しかし福井先生ははっきりした口調で断言した。

「決して遅くはありません。今から何か始めることには意味があります」

断言するには根拠がある。マウスの実験では、若い時から抗酸化物質を与え続ければ物覚えがよくなるが、与えなければ脳が老化(酸化)し物覚えが悪くなっていった。しかし、充分に抗酸化物質を与えられずに育った老齢のマウスでも、ある時から抗酸化物質を大量に与え始めると物覚えが改善したのだ。

確かに若い時から与え続けたマウスにはかなわない。だが、何も対策を採らなかったマウスに比べれば、違いは明らかだったという。

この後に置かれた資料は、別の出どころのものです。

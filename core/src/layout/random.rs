use alloc::vec::Vec;

use super::*;

/// Uniform placement of distinct mines, reproducible from a seed.
///
/// The seed advances after every fill, so reusing one strategy for
/// consecutive games yields different boards while the whole sequence
/// stays reproducible.
#[derive(Clone, Debug, PartialEq)]
pub struct RandomLayout {
    seed: u64,
}

impl RandomLayout {
    pub fn new(seed: u64) -> Self {
        Self { seed }
    }

    pub fn seed(&self) -> u64 {
        self.seed
    }
}

impl MineLayout for RandomLayout {
    fn place(
        &mut self,
        (width, height): Coord2,
        count: CellCount,
        mark: &mut dyn FnMut(Point2D),
    ) {
        use rand::{Rng, RngCore, SeedableRng, rngs::SmallRng};

        let total_cells = mult(width, height);
        if count > total_cells {
            log::warn!(
                "Grid too small, requested {} mines but only fits {}",
                count,
                total_cells
            );
        }
        let count = count.min(total_cells);

        let mut rng = SmallRng::seed_from_u64(self.seed);

        // partial Fisher-Yates, the first `count` slots end up as the sample
        let mut cells: Vec<CellCount> = (0..total_cells).collect();
        for placed in 0..count {
            let pick = rng.gen_range(placed..total_cells);
            cells.swap(usize::from(placed), usize::from(pick));
            mark(Point2D::from_index(cells[usize::from(placed)], width));
        }

        self.seed = rng.next_u64();
    }
}
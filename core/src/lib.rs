#![no_std]

extern crate alloc;

pub use cell::*;
pub use config::*;
pub use error::*;
pub use grid::*;
pub use layout::*;
pub use manager::*;
pub use types::*;

mod cell;
mod config;
mod error;
mod grid;
mod layout;
mod manager;
mod types;
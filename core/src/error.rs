use thiserror::Error;

use crate::{CellCount, Point2D};

#[derive(Error, Debug, Copy, Clone, PartialEq, Eq)]
pub enum GridError {
    #[error("Coordinates {0} are outside the grid")]
    OutOfBounds(Point2D),
    #[error("Mine count does not fit in the grid")]
    InvalidMineCount,
    #[error("Mine layout placed {actual} mines, {expected} were requested")]
    InconsistentMineCount { expected: CellCount, actual: CellCount },
    #[error("Close-mine count is undefined for a mined cell")]
    InvalidOperation,
    #[error("Grid is already filled with mines")]
    AlreadyFilled,
    #[error("Grid must be at least 1x1")]
    InvalidSize,
    #[error("Stored cells do not match the grid size")]
    InvalidShape,
}

pub type Result<T> = core::result::Result<T, GridError>;
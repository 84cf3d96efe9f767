//! Ray-object intersection record.

use std::sync::Arc;

use glimmer_math::{Vec2, Vec3};

use crate::Material;

/// Everything an integrator needs to know about a hit.
///
/// A miss is the default record: `happened` is false and `distance`
/// is +infinity, so "nearest hit" comparisons work without a branch.
#[derive(Clone)]
pub struct Intersection {
    pub happened: bool,
    /// World-space hit point
    pub point: Vec3,
    /// Surface normal at the hit
    pub normal: Vec3,
    /// Texture coordinates at the hit
    pub uv: Vec2,
    /// Ray parameter of the hit; +inf on a miss
    pub distance: f32,
    /// Radiance emitted by the hit surface
    pub emit: Vec3,
    /// Diffuse colour of the surface at the hit
    pub diffuse_color: Vec3,
    /// Material of the hit object
    pub material: Option<Arc<Material>>,
}

impl Default for Intersection {
    fn default() -> Self {
        Self {
            happened: false,
            point: Vec3::ZERO,
            normal: Vec3::ZERO,
            uv: Vec2::ZERO,
            distance: f32::INFINITY,
            emit: Vec3::ZERO,
            diffuse_color: Vec3::ZERO,
            material: None,
        }
    }
}

impl Intersection {
    /// A record that hit nothing.
    pub fn miss() -> Self {
        Self::default()
    }
}

#[cfg(test)]
mod tests {
    use super::*;

    #[test]
    fn test_miss_has_infinite_distance() {
        let miss = Intersection::miss();
        assert!(!miss.happened);
        assert_eq!(miss.distance, f32::INFINITY);
        assert!(miss.material.is_none());
    }
}
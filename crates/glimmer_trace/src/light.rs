//! Light sources for the Whitted integrator.

use glimmer_math::Vec3;

/// A point light with position and RGB intensity.
#[derive(Debug, Clone)]
pub struct PointLight {
    pub position: Vec3,
    pub intensity: Vec3,
}

/// A rectangular area light spanned by two edge vectors.
///
/// The Whitted integrator skips these; emissive scene objects play the
/// area-light role for the path integrator.
#[derive(Debug, Clone)]
pub struct AreaLight {
    pub position: Vec3,
    pub intensity: Vec3,
    pub u: Vec3,
    pub v: Vec3,
}

/// The closed set of light kinds a scene can hold.
#[derive(Debug, Clone)]
pub enum Light {
    Point(PointLight),
    Area(AreaLight),
}

impl Light {
    pub fn point(position: Vec3, intensity: Vec3) -> Self {
        Light::Point(PointLight {
            position,
            intensity,
        })
    }
}
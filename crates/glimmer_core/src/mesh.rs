//! Indexed triangle mesh geometry.
//!
//! This is the buffer format an external loader (OBJ, glTF, ...) fills;
//! the renderers consume it without knowing where it came from.

use glimmer_math::{Aabb, Vec2, Vec3};

/// A mesh of vertex positions, optional normals and uvs, and triangle
/// index triples.
#[derive(Clone, Debug)]
pub struct Mesh {
    /// Vertex positions (one Vec3 per vertex)
    pub positions: Vec<Vec3>,

    /// Vertex normals (optional; call `compute_normals` to generate)
    pub normals: Option<Vec<Vec3>>,

    /// Texture coordinates (optional; one Vec2 per vertex)
    pub uvs: Option<Vec<Vec2>>,

    /// Triangle indices (every 3 indices form a triangle)
    pub indices: Vec<u32>,

    /// Axis-aligned bounding box of the positions
    pub bounds: Aabb,
}

impl Mesh {
    /// Create a mesh from positions and indices, optionally with normals.
    pub fn new(positions: Vec<Vec3>, indices: Vec<u32>, normals: Option<Vec<Vec3>>) -> Self {
        let bounds = Self::compute_bounds(&positions);
        Self {
            positions,
            normals,
            uvs: None,
            indices,
            bounds,
        }
    }

    /// Create a mesh that also carries texture coordinates.
    pub fn with_uvs(
        positions: Vec<Vec3>,
        indices: Vec<u32>,
        normals: Option<Vec<Vec3>>,
        uvs: Option<Vec<Vec2>>,
    ) -> Self {
        let bounds = Self::compute_bounds(&positions);
        Self {
            positions,
            normals,
            uvs,
            indices,
            bounds,
        }
    }

    pub fn triangle_count(&self) -> usize {
        self.indices.len() / 3
    }

    fn compute_bounds(positions: &[Vec3]) -> Aabb {
        if positions.is_empty() {
            return Aabb::EMPTY;
        }

        let mut min = Vec3::splat(f32::INFINITY);
        let mut max = Vec3::splat(f32::NEG_INFINITY);
        for pos in positions {
            min = min.min(*pos);
            max = max.max(*pos);
        }
        Aabb::from_points(min, max)
    }

    /// Compute smooth vertex normals by averaging the face normals of
    /// every face sharing a vertex. Faces wind counter-clockwise.
    pub fn compute_normals(&mut self) {
        let vertex_count = self.positions.len();
        let mut normals = vec![Vec3::ZERO; vertex_count];

        for face in self.indices.chunks(3) {
            if face.len() < 3 {
                continue;
            }

            let i0 = face[0] as usize;
            let i1 = face[1] as usize;
            let i2 = face[2] as usize;
            if i0 >= vertex_count || i1 >= vertex_count || i2 >= vertex_count {
                log::warn!("mesh face references missing vertex, skipping");
                continue;
            }

            let edge1 = self.positions[i1] - self.positions[i0];
            let edge2 = self.positions[i2] - self.positions[i0];
            let face_normal = edge1.cross(edge2);

            normals[i0] += face_normal;
            normals[i1] += face_normal;
            normals[i2] += face_normal;
        }

        for normal in &mut normals {
            let len = normal.length();
            if len > 1e-8 {
                *normal /= len;
            }
        }

        self.normals = Some(normals);
    }
}

#[cfg(test)]
mod tests {
    use super::*;

    fn unit_quad() -> Mesh {
        Mesh::new(
            vec![
                Vec3::new(0.0, 0.0, 0.0),
                Vec3::new(1.0, 0.0, 0.0),
                Vec3::new(1.0, 1.0, 0.0),
                Vec3::new(0.0, 1.0, 0.0),
            ],
            vec![0, 1, 2, 0, 2, 3],
            None,
        )
    }

    #[test]
    fn test_bounds_and_count() {
        let mesh = unit_quad();
        assert_eq!(mesh.triangle_count(), 2);
        assert_eq!(mesh.bounds.x.min, 0.0);
        assert_eq!(mesh.bounds.y.max, 1.0);
    }

    #[test]
    fn test_compute_normals_ccw() {
        let mut mesh = unit_quad();
        mesh.compute_normals();

        // CCW winding in the XY plane faces +Z.
        let normals = mesh.normals.as_ref().unwrap();
        for n in normals {
            assert!((n.z - 1.0).abs() < 1e-5, "normal {n:?} should be +Z");
        }
    }

    #[test]
    fn test_empty_mesh_bounds() {
        let mesh = Mesh::new(vec![], vec![], None);
        assert_eq!(mesh.bounds, Aabb::EMPTY);
        assert_eq!(mesh.triangle_count(), 0);
    }
}
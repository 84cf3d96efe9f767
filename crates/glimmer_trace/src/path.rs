//! Unidirectional Monte Carlo path tracing.
//!
//! Direct light via next-event estimation, indirect light via BSDF
//! sampling with Russian-roulette termination. Diffuse surfaces get
//! both passes; glossy surfaces only the indirect pass.

use glimmer_math::{Ray, Vec3};
use rand::RngCore;

use crate::{MaterialKind, Scene, EPSILON};

/// Radiance arriving along `ray`.
///
/// `depth` only tracks the recursion for the caller; termination is
/// purely Russian roulette.
pub fn cast_ray(scene: &Scene, ray: &Ray, depth: u32, rng: &mut dyn RngCore) -> Vec3 {
    let inter = scene.intersect(ray);
    if !inter.happened {
        return Vec3::ZERO;
    }
    let m = match &inter.material {
        Some(m) => m.clone(),
        None => return Vec3::ZERO,
    };

    // rays that reach an emitter report its radiance directly; the
    // indirect pass below never recurses into emitters, so light is
    // not counted twice
    if m.has_emission() {
        return m.emission;
    }

    let mut l_dir = Vec3::ZERO;
    let mut l_indir = Vec3::ZERO;

    // direct illumination: sample a point on the emissive surfaces
    if m.kind == MaterialKind::Diffuse {
        if let Some((light, pdf_light)) = scene.sample_light(rng) {
            let to_light = light.point - inter.point;
            let to_light_dir = to_light.normalize_or_zero();

            // unoccluded when the shadow ray reaches (at least) the light
            let shadow = scene.intersect(&Ray::new(inter.point, to_light_dir));
            if shadow.distance - to_light.length() > -EPSILON {
                l_dir = light.emit
                    * m.eval(ray.direction, to_light_dir, inter.normal)
                    * to_light_dir.dot(inter.normal)
                    * (-to_light_dir).dot(light.normal)
                    / to_light.length_squared()
                    / pdf_light;
            }
        }
    }

    // indirect illumination: diffuse surfaces fall through into the
    // same pass glossy surfaces get
    if matches!(m.kind, MaterialKind::Diffuse | MaterialKind::Glossy)
        && crate::sampling::gen_f32(rng) <= scene.russian_roulette
    {
        let wo = m.sample(ray.direction, inter.normal, rng).normalize_or_zero();
        let next_ray = Ray::new(inter.point, wo);
        let next = scene.intersect(&next_ray);

        let next_emits = next
            .material
            .as_ref()
            .is_some_and(|nm| nm.has_emission());
        if next.happened && !next_emits {
            let pdf = m.pdf(ray.direction, wo, inter.normal);
            if pdf > EPSILON {
                l_indir = cast_ray(scene, &next_ray, depth + 1, rng)
                    * m.eval(ray.direction, wo, inter.normal)
                    * wo.dot(inter.normal)
                    / pdf
                    / scene.russian_roulette;
            }
        }
    }

    l_dir + l_indir
}
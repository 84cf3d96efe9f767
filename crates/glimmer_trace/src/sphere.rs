//! Sphere primitive.

use std::f32::consts::PI;
use std::sync::Arc;

use glimmer_math::{Aabb, Ray, Vec2, Vec3};
use rand::RngCore;

use crate::object::{Object, SurfaceProperties};
use crate::sampling::gen_f32;
use crate::{Intersection, Material, EPSILON};

pub struct Sphere {
    center: Vec3,
    radius: f32,
    material: Arc<Material>,
    diffuse_color: Vec3,
}

impl Sphere {
    pub fn new(center: Vec3, radius: f32, material: Arc<Material>) -> Self {
        let diffuse_color = material.kd;
        Self {
            center,
            radius,
            material,
            diffuse_color,
        }
    }

    /// Override the surface colour used by the Phong shader (defaults
    /// to the material's kd).
    pub fn with_diffuse_color(mut self, color: Vec3) -> Self {
        self.diffuse_color = color;
        self
    }
}

impl Object for Sphere {
    fn intersect(&self, ray: &Ray) -> Intersection {
        let oc = self.center - ray.origin;
        let a = ray.direction.length_squared();
        let h = ray.direction.dot(oc);
        let c = oc.length_squared() - self.radius * self.radius;

        let discriminant = h * h - a * c;
        if discriminant < 0.0 {
            return Intersection::miss();
        }
        let sqrtd = discriminant.sqrt();

        // nearest root past the self-intersection bias
        let mut root = (h - sqrtd) / a;
        if root <= EPSILON {
            root = (h + sqrtd) / a;
            if root <= EPSILON {
                return Intersection::miss();
            }
        }

        let point = ray.at(root);
        let props = self.surface_properties(point, Vec2::ZERO);
        Intersection {
            happened: true,
            point,
            normal: props.normal,
            uv: props.st,
            distance: root,
            emit: self.material.emission,
            diffuse_color: self.eval_diffuse_color(props.st),
            material: Some(self.material.clone()),
        }
    }

    fn surface_properties(&self, point: Vec3, _uv: Vec2) -> SurfaceProperties {
        SurfaceProperties {
            normal: (point - self.center).normalize(),
            st: Vec2::ZERO,
        }
    }

    fn area(&self) -> f32 {
        4.0 * PI * self.radius * self.radius
    }

    fn has_emit(&self) -> bool {
        self.material.has_emission()
    }

    fn sample(&self, rng: &mut dyn RngCore) -> (Intersection, f32) {
        let theta = 2.0 * PI * gen_f32(rng);
        let phi = PI * gen_f32(rng);
        let dir = Vec3::new(
            phi.cos(),
            phi.sin() * theta.cos(),
            phi.sin() * theta.sin(),
        );

        let sample = Intersection {
            happened: true,
            point: self.center + self.radius * dir,
            normal: dir,
            uv: Vec2::ZERO,
            distance: 0.0,
            emit: self.material.emission,
            diffuse_color: self.diffuse_color,
            material: Some(self.material.clone()),
        };
        (sample, 1.0 / self.area())
    }

    fn eval_diffuse_color(&self, _uv: Vec2) -> Vec3 {
        self.diffuse_color
    }

    fn bounds(&self) -> Aabb {
        let rvec = Vec3::splat(self.radius);
        Aabb::from_points(self.center - rvec, self.center + rvec)
    }
}

#[cfg(test)]
mod tests {
    use super::*;
    use rand::rngs::StdRng;
    use rand::SeedableRng;

    fn unit_sphere() -> Sphere {
        Sphere::new(
            Vec3::new(0.0, 0.0, -3.0),
            1.0,
            Arc::new(Material::diffuse(Vec3::splat(0.5))),
        )
    }

    #[test]
    fn test_sphere_hit_front() {
        let s = unit_sphere();
        let hit = s.intersect(&Ray::new(Vec3::ZERO, -Vec3::Z));
        assert!(hit.happened);
        assert!((hit.distance - 2.0).abs() < 1e-5);
        assert!((hit.normal - Vec3::Z).length() < 1e-5);
    }

    #[test]
    fn test_sphere_hit_from_inside() {
        let s = unit_sphere();
        let hit = s.intersect(&Ray::new(Vec3::new(0.0, 0.0, -3.0), -Vec3::Z));
        assert!(hit.happened);
        assert!((hit.distance - 1.0).abs() < 1e-5);
    }

    #[test]
    fn test_sphere_miss() {
        let s = unit_sphere();
        let hit = s.intersect(&Ray::new(Vec3::ZERO, Vec3::Y));
        assert!(!hit.happened);
        assert_eq!(hit.distance, f32::INFINITY);
    }

    #[test]
    fn test_sample_lies_on_surface() {
        let s = unit_sphere();
        let mut rng = StdRng::seed_from_u64(3);
        for _ in 0..200 {
            let (sample, pdf) = s.sample(&mut rng);
            let r = (sample.point - Vec3::new(0.0, 0.0, -3.0)).length();
            assert!((r - 1.0).abs() < 1e-4);
            assert!((pdf - 1.0 / s.area()).abs() < 1e-9);
        }
    }
}
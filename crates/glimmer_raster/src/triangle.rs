//! Screen-space triangle record carried through the rasterizer.

use crate::RasterError;
use glimmer_math::{Vec2, Vec3, Vec4};

/// A triangle with per-vertex attributes.
///
/// Vertices v0, v1, v2 are in counter-clockwise order. Colours are stored
/// normalized to [0, 1]; the setter accepts [0, 255] input and rejects
/// anything outside that range.
#[derive(Clone, Debug)]
pub struct Triangle {
    /// Vertex positions (homogeneous; w carries the clip-space depth)
    pub v: [Vec4; 3],
    /// Colour at each vertex, in [0, 1]
    pub color: [Vec3; 3],
    /// Texture u,v at each vertex
    pub tex_coords: [Vec2; 3],
    /// Normal at each vertex
    pub normal: [Vec3; 3],
}

impl Default for Triangle {
    fn default() -> Self {
        Self {
            v: [Vec4::new(0.0, 0.0, 0.0, 1.0); 3],
            color: [Vec3::ZERO; 3],
            tex_coords: [Vec2::ZERO; 3],
            normal: [Vec3::ZERO; 3],
        }
    }
}

impl Triangle {
    pub fn new() -> Self {
        Self::default()
    }

    /// Set the i-th vertex position.
    pub fn set_vertex(&mut self, ind: usize, ver: Vec4) {
        self.v[ind] = ver;
    }

    /// Set the i-th vertex normal.
    pub fn set_normal(&mut self, ind: usize, n: Vec3) {
        self.normal[ind] = n;
    }

    /// Set the i-th vertex colour from [0, 255] components.
    ///
    /// Components outside [0, 255] reject the write with
    /// [`RasterError::InvalidColor`].
    pub fn set_color(&mut self, ind: usize, r: f32, g: f32, b: f32) -> Result<(), RasterError> {
        for value in [r, g, b] {
            if !(0.0..=255.0).contains(&value) {
                return Err(RasterError::InvalidColor { value });
            }
        }
        self.color[ind] = Vec3::new(r / 255.0, g / 255.0, b / 255.0);
        Ok(())
    }

    /// Set the i-th vertex texture coordinate.
    pub fn set_tex_coord(&mut self, ind: usize, uv: Vec2) {
        self.tex_coords[ind] = uv;
    }

    /// The triangle's flat colour (one colour per triangle).
    pub fn flat_color(&self) -> Vec3 {
        self.color[0]
    }
}

#[cfg(test)]
mod tests {
    use super::*;

    #[test]
    fn test_set_color_normalizes() {
        let mut t = Triangle::new();
        t.set_color(0, 255.0, 0.0, 127.5).unwrap();
        assert_eq!(t.color[0], Vec3::new(1.0, 0.0, 0.5));
    }

    #[test]
    fn test_set_color_rejects_out_of_range() {
        let mut t = Triangle::new();
        assert_eq!(
            t.set_color(0, -1.0, 0.0, 0.0),
            Err(RasterError::InvalidColor { value: -1.0 })
        );
        assert_eq!(
            t.set_color(1, 0.0, 256.0, 0.0),
            Err(RasterError::InvalidColor { value: 256.0 })
        );
        // rejected writes leave the colour untouched
        assert_eq!(t.color[0], Vec3::ZERO);
    }

    #[test]
    fn test_default_positions_are_homogeneous() {
        let t = Triangle::new();
        for vert in t.v {
            assert_eq!(vert.w, 1.0);
        }
    }
}
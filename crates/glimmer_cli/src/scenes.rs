//! The built-in demo scenes.

use std::sync::Arc;

use glimmer_core::{Framebuffer, Mesh};
use glimmer_math::{transform, UVec3, Vec2, Vec3};
use glimmer_raster::{Buffers, Primitive, Rasterizer};
use glimmer_trace::{Light, Material, MaterialKind, MeshTriangle, Scene, Sphere};

/// Two overlapping triangles at different depths, rasterized.
pub fn render_triangles(
    width: usize,
    height: usize,
    super_sample: usize,
) -> Result<Framebuffer, glimmer_raster::RasterError> {
    let mut r = Rasterizer::new(width, height, super_sample);

    let pos = r.load_positions(vec![
        Vec3::new(2.0, 0.0, -2.0),
        Vec3::new(0.0, 2.0, -2.0),
        Vec3::new(-2.0, 0.0, -2.0),
        Vec3::new(3.5, -1.0, -5.0),
        Vec3::new(2.5, 1.5, -5.0),
        Vec3::new(-1.0, 0.5, -5.0),
    ]);
    let ind = r.load_indices(vec![UVec3::new(0, 1, 2), UVec3::new(3, 4, 5)]);
    let col = r.load_colors(vec![
        Vec3::new(217.0, 238.0, 185.0),
        Vec3::new(217.0, 238.0, 185.0),
        Vec3::new(217.0, 238.0, 185.0),
        Vec3::new(185.0, 217.0, 238.0),
        Vec3::new(185.0, 217.0, 238.0),
        Vec3::new(185.0, 217.0, 238.0),
    ]);

    r.set_model(transform::model_matrix(0.0));
    r.set_view(transform::view_matrix(Vec3::new(0.0, 0.0, 5.0)));
    r.set_projection(transform::projection_matrix(
        45.0,
        1.0,
        transform::Z_NEAR,
        transform::Z_FAR,
    ));

    r.clear(Buffers::COLOR | Buffers::DEPTH);
    r.draw(pos, ind, col, Primitive::Triangle)?;
    Ok(r.frame_buffer().clone())
}

/// Two spheres over a checkerboard floor, for the Whitted integrator.
pub fn whitted_spheres(width: u32, height: u32) -> Scene {
    let mut scene = Scene::new(width, height);
    scene.fov = 90.0;

    scene.add_object(Arc::new(
        Sphere::new(
            Vec3::new(-1.0, 0.0, -12.0),
            2.0,
            Arc::new(Material::new(MaterialKind::Diffuse, Vec3::ZERO)),
        )
        .with_diffuse_color(Vec3::new(0.6, 0.7, 0.8)),
    ));
    scene.add_object(Arc::new(Sphere::new(
        Vec3::new(0.5, -0.5, -8.0),
        1.5,
        Arc::new(
            Material::new(MaterialKind::ReflectionAndRefraction, Vec3::ZERO).with_ior(1.5),
        ),
    )));

    // checkerboard floor
    let floor = Mesh::with_uvs(
        vec![
            Vec3::new(-5.0, -3.0, -6.0),
            Vec3::new(5.0, -3.0, -6.0),
            Vec3::new(5.0, -3.0, -16.0),
            Vec3::new(-5.0, -3.0, -16.0),
        ],
        vec![0, 1, 3, 1, 2, 3],
        None,
        Some(vec![
            Vec2::new(0.0, 0.0),
            Vec2::new(1.0, 0.0),
            Vec2::new(1.0, 1.0),
            Vec2::new(0.0, 1.0),
        ]),
    );
    scene.add_object(Arc::new(MeshTriangle::from_mesh(
        &floor,
        Arc::new(Material::new(MaterialKind::Diffuse, Vec3::ZERO)),
    )));

    scene.add_light(Light::point(Vec3::new(-20.0, 70.0, 20.0), Vec3::splat(0.5)));
    scene.add_light(Light::point(Vec3::new(30.0, 50.0, -12.0), Vec3::splat(0.5)));

    scene.build_bvh();
    scene
}

/// The Cornell box, for the path integrator.
pub fn cornell_box(width: u32, height: u32) -> Scene {
    let mut scene = Scene::new(width, height);
    scene.fov = 40.0;
    scene.background_color = Vec3::ZERO;

    let red = Arc::new(Material::diffuse(Vec3::new(0.63, 0.065, 0.05)));
    let green = Arc::new(Material::diffuse(Vec3::new(0.14, 0.45, 0.091)));
    let white = Arc::new(Material::diffuse(Vec3::new(0.725, 0.71, 0.68)));
    let light = Arc::new(Material::emissive(
        Vec3::splat(0.65),
        8.0 * Vec3::new(0.747 + 0.058, 0.747 + 0.258, 0.747)
            + 15.6 * Vec3::new(0.740 + 0.287, 0.740 + 0.160, 0.740)
            + 18.4 * Vec3::new(0.737 + 0.642, 0.737 + 0.159, 0.737),
    ));

    // room shell; every face winds toward the interior
    let floor = [
        Vec3::new(552.8, 0.0, 0.0),
        Vec3::new(0.0, 0.0, 0.0),
        Vec3::new(0.0, 0.0, 559.2),
        Vec3::new(549.6, 0.0, 559.2),
    ];
    let ceiling = [
        Vec3::new(556.0, 548.8, 0.0),
        Vec3::new(556.0, 548.8, 559.2),
        Vec3::new(0.0, 548.8, 559.2),
        Vec3::new(0.0, 548.8, 0.0),
    ];
    let back_wall = [
        Vec3::new(549.6, 0.0, 559.2),
        Vec3::new(0.0, 0.0, 559.2),
        Vec3::new(0.0, 548.8, 559.2),
        Vec3::new(556.0, 548.8, 559.2),
    ];
    let green_wall = [
        Vec3::new(0.0, 0.0, 559.2),
        Vec3::new(0.0, 0.0, 0.0),
        Vec3::new(0.0, 548.8, 0.0),
        Vec3::new(0.0, 548.8, 559.2),
    ];
    let red_wall = [
        Vec3::new(552.8, 0.0, 0.0),
        Vec3::new(549.6, 0.0, 559.2),
        Vec3::new(556.0, 548.8, 559.2),
        Vec3::new(556.0, 548.8, 0.0),
    ];
    // just below the ceiling so the two quads never z-fight
    let lamp = [
        Vec3::new(343.0, 548.75, 227.0),
        Vec3::new(343.0, 548.75, 332.0),
        Vec3::new(213.0, 548.75, 332.0),
        Vec3::new(213.0, 548.75, 227.0),
    ];

    scene.add_object(quad(&floor, white.clone()));
    scene.add_object(quad(&ceiling, white.clone()));
    scene.add_object(quad(&back_wall, white.clone()));
    scene.add_object(quad(&green_wall, green));
    scene.add_object(quad(&red_wall, red));
    scene.add_object(quad(&lamp, light));

    // the two boxes
    scene.add_object(prism(
        &[
            [130.0, 165.0, 65.0],
            [82.0, 165.0, 225.0],
            [240.0, 165.0, 272.0],
            [290.0, 165.0, 114.0],
        ],
        white.clone(),
    ));
    scene.add_object(prism(
        &[
            [423.0, 330.0, 247.0],
            [265.0, 330.0, 296.0],
            [314.0, 330.0, 456.0],
            [472.0, 330.0, 406.0],
        ],
        white,
    ));

    scene.build_bvh();
    scene
}

/// A quad as a two-triangle mesh, wound (v0, v1, v2), (v0, v2, v3).
fn quad(corners: &[Vec3; 4], material: Arc<Material>) -> Arc<MeshTriangle> {
    Arc::new(MeshTriangle::new(corners, &[0, 1, 2, 0, 2, 3], material))
}

/// A box standing on the floor, described by its top face (counter-
/// clockwise seen from above).
fn prism(top: &[[f32; 3]; 4], material: Arc<Material>) -> Arc<MeshTriangle> {
    let top: Vec<Vec3> = top.iter().map(|c| Vec3::from_array(*c)).collect();
    let bottom: Vec<Vec3> = top.iter().map(|c| Vec3::new(c.x, 0.0, c.z)).collect();

    let mut positions = top.clone();
    positions.extend_from_slice(&bottom);

    let mut indices: Vec<u32> = vec![0, 1, 2, 0, 2, 3]; // top
    for i in 0..4u32 {
        // each side quad: top edge (i, i+1), bottom edge (i+4, i+5)
        let j = (i + 1) % 4;
        indices.extend_from_slice(&[i + 4, j + 4, j, i + 4, j, i]);
    }

    Arc::new(MeshTriangle::new(&positions, &indices, material))
}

世界で最も長生きしたのは122才まで生きたフランス人女性、ジャンヌ・カルマン。彼女は赤ワインが大好きだったという。赤ワインには抗酸化成分のポリフェノールが含まれている。福井先生も毎日たしなんでいるという。

「ただし1日1杯にとどめておいてください、私はイッパイ飲んじゃうんですけどね」

駄洒落でしめた福井先生。今からでも遅くない、脳の酸化と闘おう。物覚えの悪いマウスにならないように。